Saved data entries
-- -- --

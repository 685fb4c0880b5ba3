use actix_web::{error, web, HttpResponse};

use super::handlers;

/// Configures the API routes
///
/// Paths match what peers call on each other, so they are mounted at the root.
/// Bodies that fail to parse are answered with a JSON 400 before reaching a handler.
///
/// # Arguments
///
/// * `cfg` - The service configuration
pub fn configure_routes(cfg: &mut web::ServiceConfig) {
    let json_config = web::JsonConfig::default().error_handler(|err, _req| {
        let body = serde_json::json!({ "error": format!("Malformed input: {}", err) });
        error::InternalError::from_response(err, HttpResponse::BadRequest().json(body)).into()
    });

    cfg.app_data(json_config)
        .route("/blockchain", web::get().to(handlers::get_blockchain))
        .route("/transaction", web::post().to(handlers::receive_transaction))
        .route("/transaction/broadcast", web::post().to(handlers::broadcast_transaction))
        .route("/transaction/{transactionId}", web::get().to(handlers::get_transaction))
        .route("/mine", web::get().to(handlers::mine))
        .route("/receive-new-block", web::post().to(handlers::receive_new_block))
        .route(
            "/register-and-broadcast-node",
            web::post().to(handlers::register_and_broadcast_node),
        )
        .route("/register-node", web::post().to(handlers::register_node))
        .route("/register-nodes-bulk", web::post().to(handlers::register_nodes_bulk))
        .route("/consensus", web::get().to(handlers::consensus))
        .route("/block/{blockHash}", web::get().to(handlers::get_block))
        .route("/address/{address}", web::get().to(handlers::get_address));
}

-- -- --

| DIRECTIONS FOR THIS TASK |
Each line of the data that has the string "HttpResponse" counts once; give the total and nothing else.

| TASK RESPONSE |
2